En sus canciones está su vida. Allí en Montauk fijó la casa que compartía con su marido y su hija (nieta de Leonard Cohen), mientras en “Danny Boy”, la segunda de la noche, habla sin tapujos de sus complejas relaciones con los hombres de su vida.

Y lo que no cuenta en sus descarnadas letras, lo filtra en sus intervenciones al respetable, donde hace gala de una innegable vis cómica (se ha referido por ejemplo a su “crisis de Cuba”, por los problemas de sudoración que padeció en una reciente visita a la isla).

No se ha dejado tampoco su parte más mordaz cuando ha dedicado al virtual candidato republicano a la presidencia de EE.UU., Donald Trump, su sobrecogedora “Going to a town” (“Voy a una ciudad que se ha quemado / a un lugar que ha caído en desgracia (...) / Estoy tan cansado de América”) o como cuando ha señalado que se había jurado no hablar del bréxit.

“Lo único que diré a ese respecto es que esta es una canción muy escocesa”, ha señalado antes de interpretar la citada “California”.

A falta de que Wainwright aprenda español, como ha prometido que intentará en su nueva residencia en Los Angeles, no importa si el público que asiste a su concierto no entiende una palabra de inglés, porque su sola voz, modulada como el principal y más importante instrumento de la velada, constituye su gran arma de seducción.

Así se ha visto en la imprescindible “Hallelujah”, ya en los bises“, o en ”Vibrate“, al principio del repertorio, piezas recibidas con aplausos y en las que sostiene notas sin aparente esfuerzo, expandiéndolas por el aire y deslizándolas de nuevo hasta el susurro, especialmente bonitas al acariciar los tonos agudos.

El término intimidad adquiere un nuevo sentido al observar cómo se desenvuelve sobre las tablas e interactúa con su propia música, ajeno a las miradas, cerrando los ojos y dejándose llevar, como un miembro más del público, imbuido por la melodía que él provoca, en medio de un silencio reverencial que al espectador puede provocarle incluso cierto pudor por infiltrarse en un momento privado.

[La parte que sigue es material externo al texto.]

// Copyright (c) 2026 100monkeys.ai
// SPDX-License-Identifier: AGPL-3.0
//! # Agent Capability Registry Interface
//!
//! Maps capability declarations to the running agents that publish them, and
//! to the intents and routing keys each declaration advertises. Two agents
//! may reuse a capability name with different intents or routing keys; those
//! are distinct declarations and are never merged.
//!
//! Implementations must be safe to call concurrently: several agents may be
//! activating at once while the orchestrator is discovering. The in-memory
//! implementation lives in `crate::infrastructure::registry`.

use async_trait::async_trait;

use crate::domain::capability::{AgentRegistration, AgentState, AgentStatus, Capability};

#[async_trait]
pub trait CapabilityRegistry: Send + Sync {
    /// Register (or re-register) an agent and its capabilities
    async fn register_agent(&self, registration: AgentRegistration) -> Result<(), RegistryError>;

    async fn deregister_agent(&self, agent_id: &str) -> Result<(), RegistryError>;

    /// All distinct capability declarations, in discovery order
    async fn list_capabilities(&self) -> Result<Vec<Capability>, RegistryError>;

    /// Ids of the agents publishing exactly this declaration, in discovery order
    async fn agents_with_capability(&self, capability: &Capability) -> Result<Vec<String>, RegistryError>;

    async fn agent_status(&self, agent_id: &str) -> Result<Option<AgentStatus>, RegistryError>;

    async fn list_agents(&self) -> Result<Vec<AgentStatus>, RegistryError>;

    async fn update_status(&self, agent_id: &str, state: AgentState) -> Result<(), RegistryError>;

    /// Refresh `last_activity` and report the agent's current load
    async fn record_activity(&self, agent_id: &str, load_factor: f64) -> Result<(), RegistryError>;
}

#[derive(Debug, thiserror::Error)]
pub enum RegistryError {
    #[error("Agent not found: {0}")]
    NotFound(String),

    #[error("Invalid registration: {0}")]
    InvalidRegistration(String),

    #[error("Registry unavailable: {0}")]
    Unavailable(String),
}
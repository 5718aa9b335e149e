// Copyright (c) 2026 100monkeys.ai
// SPDX-License-Identifier: AGPL-3.0
//! Domain
//!
//! Bus events, typed payload envelopes, capabilities and the registry and AI
//! provider interfaces.
//!
//! # Architecture
//!
//! - **Layer:** Domain Layer
//! - **Purpose:** Types and contracts with no I/O

pub mod event;
pub mod envelope;
pub mod capability;
pub mod registry;
pub mod llm;
pub mod config;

Wainwright, que no se ha olvidado de ninguno de sus nueve discos de estudio, ha abordado dos de los sonetos de Shakespeare (“A Woman's face” y “When Most I Wink”) y dos piezas de su ópera “Prima Donna”, que, al desarrollarse en Francia, ha dedicado a las víctimas del atentado de Niza.

“Francia, Italia y España han desarrollado una gran cultura de la calle y es algo que no deben quitarnos”, ha pedido el músico como ruego frente al terror, antes probablemente de hacerse caso a sí mismo y rematar esta noche, según dijo en su anterior visita, “con una gran fiesta como sólo en España es posible”.